Dopo un flirt di mezza estate poi finito in una bolla di sapone, Luciano De Paola, in seguito all’esonero di Francesco Monaco, è arrivato sulla panchina biancorossa. Lui non vedeva l’ora di allenare il Piacenza: «Sono arrivato con sei mesi di...

Dopo un flirt di mezza estate poi finito in una bolla di sapone, Luciano De Paola, in seguito all’esonero di Francesco Monaco, è arrivato sulla panchina biancorossa. Lui non vedeva l’ora di allenare il Piacenza: «Sono arrivato con sei mesi di ritardo, ma alla fine sono arrivato e questo è l'importante. Il mio Piacenza? Deve lavorare sodo, correre e pensare ad essere più concreto che bello, è così che si gioca in Serie D». In una frase, in pratica, De Paola rivela tutto sé stesso e il suo modo d’intendere il calcio: entusiasmo, concretezza, sudore e lavoro duro. Lui, classe 1961 e specializzato in situazioni difficili, che con quella capigliatura sbarazzina sembra avere un diavolo per capello.

VITA DA MEDIANO – De Paola è rimasto, da allenatore, tale e quale a quando calcava i campi della serie A. Lui era un mediano esplosivo e tutta grinta. E pensare che partì dalla sua Crotone, dalla Terza categoria, per poi arrivare fino alla serie A che raggiunse con il Cagliari: «Claudio Ranieri aveva chiesto un mediano a Gianni Di Marzio, lui indicò me come un acquisto sicuro. E in due anni salimmo dalla Serie C alla Serie A».
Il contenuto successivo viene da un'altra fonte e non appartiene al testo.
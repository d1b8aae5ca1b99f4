//! Wire format for link frames.
//!
//! Frame format: `[length:4][checksum:4][kind:1][body:N]`
//!
//! - **length**: total frame size including the header (little-endian u32)
//! - **checksum**: CRC32C of (kind + body)
//! - **kind**: which control message the frame carries
//! - **body**: a little-endian `u32` id, followed by message bytes for
//!   payload frames
//!
//! | kind | message             | body                     |
//! |------|---------------------|--------------------------|
//! | 0    | `CreatedConnection` | `id:u32`                 |
//! | 1    | `CloseConnection`   | `id:u32`                 |
//! | 2    | `CloseSocket`       | `last_recv:u32`          |
//! | 3    | `Payload`           | `id:u32` + message bytes |
//! | 4    | `AcceptedConnection`| `id:u32`                 |
//!
//! A payload frame carries the concatenation of every chunk handed to one
//! `send`, so the receiver sees one message per send regardless of how the
//! bytes were chunked or how the socket split them.

pub mod handshake;

/// Header size: 4 (length) + 4 (checksum) + 1 (kind) = 9 bytes.
pub const HEADER_SIZE: usize = 9;

/// Bytes of a payload frame body taken by the connection id.
const ID_SIZE: usize = 4;

const KIND_CREATED_CONNECTION: u8 = 0;
const KIND_CLOSE_CONNECTION: u8 = 1;
const KIND_CLOSE_SOCKET: u8 = 2;
const KIND_PAYLOAD: u8 = 3;
const KIND_ACCEPTED_CONNECTION: u8 = 4;

/// Wire format error types.
///
/// Every one of them, when hit on a live link, is a protocol violation and
/// invalidates that link.
#[derive(Debug, Clone, PartialEq, Eq, thiserror::Error)]
pub enum WireError {
    /// Not enough data to parse the frame.
    #[error("insufficient data: need {needed} bytes, have {have}")]
    InsufficientData {
        /// Minimum bytes required to parse.
        needed: usize,
        /// Actual bytes available.
        have: usize,
    },

    /// Checksum verification failed.
    #[error("checksum mismatch: expected {expected:#010x}, got {actual:#010x}")]
    ChecksumMismatch {
        /// Checksum from the header.
        expected: u32,
        /// Checksum computed over the received bytes.
        actual: u32,
    },

    /// Frame exceeds the configured maximum.
    #[error("frame too large: {size} bytes (max {max})")]
    FrameTooLarge {
        /// Frame size in bytes.
        size: usize,
        /// Largest accepted frame.
        max: usize,
    },

    /// Length field is smaller than a header.
    #[error("invalid frame length: {length}")]
    InvalidLength {
        /// The invalid length value from the header.
        length: u32,
    },

    /// Kind byte names no known message.
    #[error("unknown frame kind {0}")]
    UnknownKind(u8),

    /// Body does not have the shape its kind requires.
    #[error("malformed body for frame kind {kind}: {len} bytes")]
    MalformedBody {
        /// Frame kind.
        kind: u8,
        /// Body length found.
        len: usize,
    },

    /// The link handshake did not follow the protocol.
    #[error("bad handshake: {0}")]
    BadHandshake(String),
}

/// One decoded frame.
#[derive(Debug, Clone, PartialEq, Eq)]
pub enum Frame {
    /// The sender opened connection `id` toward the receiver.
    CreatedConnection(u32),
    /// The sender closed its connection `id`.
    CloseConnection(u32),
    /// The sender wants to tear the link down; the value is the highest
    /// connection id it has seen the receiver create.
    CloseSocket(u32),
    /// One message on connection `id`.
    Payload {
        /// Connection the message belongs to.
        id: u32,
        /// Message bytes.
        data: Vec<u8>,
    },
    /// The sender registered connection `id` that the receiver created.
    AcceptedConnection(u32),
}

impl Frame {
    /// Kind byte written on the wire.
    pub fn kind(&self) -> u8 {
        match self {
            Frame::CreatedConnection(_) => KIND_CREATED_CONNECTION,
            Frame::CloseConnection(_) => KIND_CLOSE_CONNECTION,
            Frame::CloseSocket(_) => KIND_CLOSE_SOCKET,
            Frame::Payload { .. } => KIND_PAYLOAD,
            Frame::AcceptedConnection(_) => KIND_ACCEPTED_CONNECTION,
        }
    }

    /// Serialize this frame.
    pub fn encode(&self) -> Vec<u8> {
        match self {
            Frame::CreatedConnection(id)
            | Frame::CloseConnection(id)
            | Frame::CloseSocket(id)
            | Frame::AcceptedConnection(id) => seal(self.kind(), &[&id.to_le_bytes()[..]]),
            Frame::Payload { id, data } => {
                seal(KIND_PAYLOAD, &[&id.to_le_bytes()[..], data.as_slice()])
            }
        }
    }
}

/// Largest frame accepted for a given maximum message size.
pub fn max_frame_size(max_message_size: usize) -> usize {
    HEADER_SIZE + ID_SIZE + max_message_size
}

/// Serialize a payload frame from a sequence of chunks.
///
/// # Errors
///
/// Returns `FrameTooLarge` if the chunks add up to more than
/// `max_message_size`.
///
/// # Examples
///
/// ```
/// use tidepool_transport::wire::{Frame, encode_payload, try_decode_frame};
///
/// let bytes = encode_payload(4, &[b"pi", b"ng", b""], 1024).expect("encode");
/// let (frame, consumed) = try_decode_frame(&bytes, 1024)
///     .expect("valid")
///     .expect("complete");
///
/// assert_eq!(consumed, bytes.len());
/// assert_eq!(frame, Frame::Payload { id: 4, data: b"ping".to_vec() });
/// ```
pub fn encode_payload(
    id: u32,
    chunks: &[&[u8]],
    max_message_size: usize,
) -> Result<Vec<u8>, WireError> {
    let size: usize = chunks.iter().map(|chunk| chunk.len()).sum();
    let max_frame = max_frame_size(max_message_size).min(u32::MAX as usize);
    if size > max_message_size || HEADER_SIZE + ID_SIZE + size > max_frame {
        return Err(WireError::FrameTooLarge {
            size: HEADER_SIZE + ID_SIZE + size,
            max: max_frame,
        });
    }

    let id_bytes = id.to_le_bytes();
    let mut parts: Vec<&[u8]> = Vec::with_capacity(chunks.len() + 1);
    parts.push(&id_bytes);
    parts.extend_from_slice(chunks);
    Ok(seal(KIND_PAYLOAD, &parts))
}

/// Write header, kind and body parts into one buffer, then fill in the
/// checksum.
fn seal(kind: u8, parts: &[&[u8]]) -> Vec<u8> {
    let body_len: usize = parts.iter().map(|part| part.len()).sum();
    let total = HEADER_SIZE + body_len;

    let mut frame = Vec::with_capacity(total);
    frame.extend_from_slice(&(total as u32).to_le_bytes());
    frame.extend_from_slice(&[0u8; 4]);
    frame.push(kind);
    for part in parts {
        frame.extend_from_slice(part);
    }

    let checksum = crc32c::crc32c(&frame[8..]);
    frame[4..8].copy_from_slice(&checksum.to_le_bytes());
    frame
}

fn read_u32(buf: &[u8]) -> u32 {
    u32::from_le_bytes([buf[0], buf[1], buf[2], buf[3]])
}

/// Try to decode one frame from a buffer that may hold a partial frame.
///
/// # Returns
///
/// - `Ok(Some((frame, consumed)))` if a complete frame was parsed
/// - `Ok(None)` if more data is needed (not an error condition)
/// - `Err` if the data is malformed
pub fn try_decode_frame(
    data: &[u8],
    max_message_size: usize,
) -> Result<Option<(Frame, usize)>, WireError> {
    if data.len() < HEADER_SIZE {
        return Ok(None);
    }

    let length = read_u32(&data[0..4]);
    if (length as usize) < HEADER_SIZE {
        return Err(WireError::InvalidLength { length });
    }
    let max = max_frame_size(max_message_size);
    if length as usize > max {
        return Err(WireError::FrameTooLarge {
            size: length as usize,
            max,
        });
    }

    let length = length as usize;
    if data.len() < length {
        return Ok(None);
    }

    let expected = read_u32(&data[4..8]);
    let actual = crc32c::crc32c(&data[8..length]);
    if expected != actual {
        return Err(WireError::ChecksumMismatch { expected, actual });
    }

    let kind = data[8];
    let body = &data[HEADER_SIZE..length];
    let frame = match kind {
        KIND_CREATED_CONNECTION
        | KIND_CLOSE_CONNECTION
        | KIND_CLOSE_SOCKET
        | KIND_ACCEPTED_CONNECTION => {
            if body.len() != ID_SIZE {
                return Err(WireError::MalformedBody {
                    kind,
                    len: body.len(),
                });
            }
            let id = read_u32(body);
            match kind {
                KIND_CREATED_CONNECTION => Frame::CreatedConnection(id),
                KIND_CLOSE_CONNECTION => Frame::CloseConnection(id),
                KIND_CLOSE_SOCKET => Frame::CloseSocket(id),
                _ => Frame::AcceptedConnection(id),
            }
        }
        KIND_PAYLOAD => {
            if body.len() < ID_SIZE {
                return Err(WireError::MalformedBody {
                    kind,
                    len: body.len(),
                });
            }
            Frame::Payload {
                id: read_u32(body),
                data: body[ID_SIZE..].to_vec(),
            }
        }
        other => return Err(WireError::UnknownKind(other)),
    };

    Ok(Some((frame, length)))
}

/// Reassembles frames from successive socket reads.
///
/// Decoding advances a read offset; consumed bytes are dropped once per
/// [`extend`](FrameReader::extend), so a read holding many small frames
/// costs one compaction.
#[derive(Debug)]
pub struct FrameReader {
    buffer: Vec<u8>,
    start: usize,
    max_message_size: usize,
}

impl FrameReader {
    /// Empty reader enforcing `max_message_size`.
    pub fn new(max_message_size: usize, capacity: usize) -> Self {
        Self {
            buffer: Vec::with_capacity(capacity),
            start: 0,
            max_message_size,
        }
    }

    /// Append bytes read from the socket.
    pub fn extend(&mut self, bytes: &[u8]) {
        if self.start > 0 {
            self.buffer.drain(..self.start);
            self.start = 0;
        }
        self.buffer.extend_from_slice(bytes);
    }

    /// Next complete frame, or `None` until more bytes arrive.
    ///
    /// # Errors
    ///
    /// Every error of [`try_decode_frame`].
    pub fn next_frame(&mut self) -> Result<Option<Frame>, WireError> {
        match try_decode_frame(&self.buffer[self.start..], self.max_message_size)? {
            Some((frame, consumed)) => {
                self.start += consumed;
                Ok(Some(frame))
            }
            None => Ok(None),
        }
    }

    /// Bytes received but not yet decoded.
    pub fn buffered(&self) -> usize {
        self.buffer.len() - self.start
    }
}

/// Decode exactly one complete frame.
///
/// # Errors
///
/// `InsufficientData` if `data` holds less than a whole frame, plus every
/// error of [`try_decode_frame`].
pub fn decode_frame(data: &[u8], max_message_size: usize) -> Result<Frame, WireError> {
    match try_decode_frame(data, max_message_size)? {
        Some((frame, _)) => Ok(frame),
        None => {
            let needed = if data.len() < HEADER_SIZE {
                HEADER_SIZE
            } else {
                read_u32(&data[0..4]) as usize
            };
            Err(WireError::InsufficientData {
                needed,
                have: data.len(),
            })
        }
    }
}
La sua carriera poi si sviluppò per un viaggio decennale sempre a cavallo tra la serie B (dove centrò cinque promozioni) e la serie A, giocando in Brescia, Lazio, Atalanta, Cosenza e ancora Brescia. Erano i ruggenti anni ’90 del calcio italiano e a Luciano De Paola capitò di giocare al fianco di Fonseca e Francescoli al Cagliari, ai vari Hagi, Ganz, Pirlo, Hubner – nella doppia esperienza al Brescia – e con Signori e Di Matteo alla Lazio. Fu compagno anche di Gascoigne: «Tanto forte quanto matto, alla Lazio eravamo compagni di stanza e nei pochi mesi nei quali siamo stati insieme ne combinava di tutti i colori». Sempre nel breve periodo laziale fu travolto dalle polemiche per un'intervista nella quale si definì un «centrocampista comunista» e la cosa alla Curva biancoceleste, notoriamente di destra, non piacque granché. Però al riguardo De Paola spiega: «Sinceramente non ho più voglia di affrontare quella vicenda. La verità è che io avevo rilasciato un'intervista al Guerin Sportivo in cui non avevo parlato di politica. Un giornalista di Roma riprese quell'intervista travisandone il contenuto, voleva fare lo scoop ma mi mise nei casini. Pensa che a quel tempo non andavo a votare già da una decina d'anni, figuriamoci se parlavo di politica».
Da buon mediano metodista spesso gli capitava di ricevere in consegna clienti molto difficili come un certo Ronaldo e il "divin codino", Roberto Baggio.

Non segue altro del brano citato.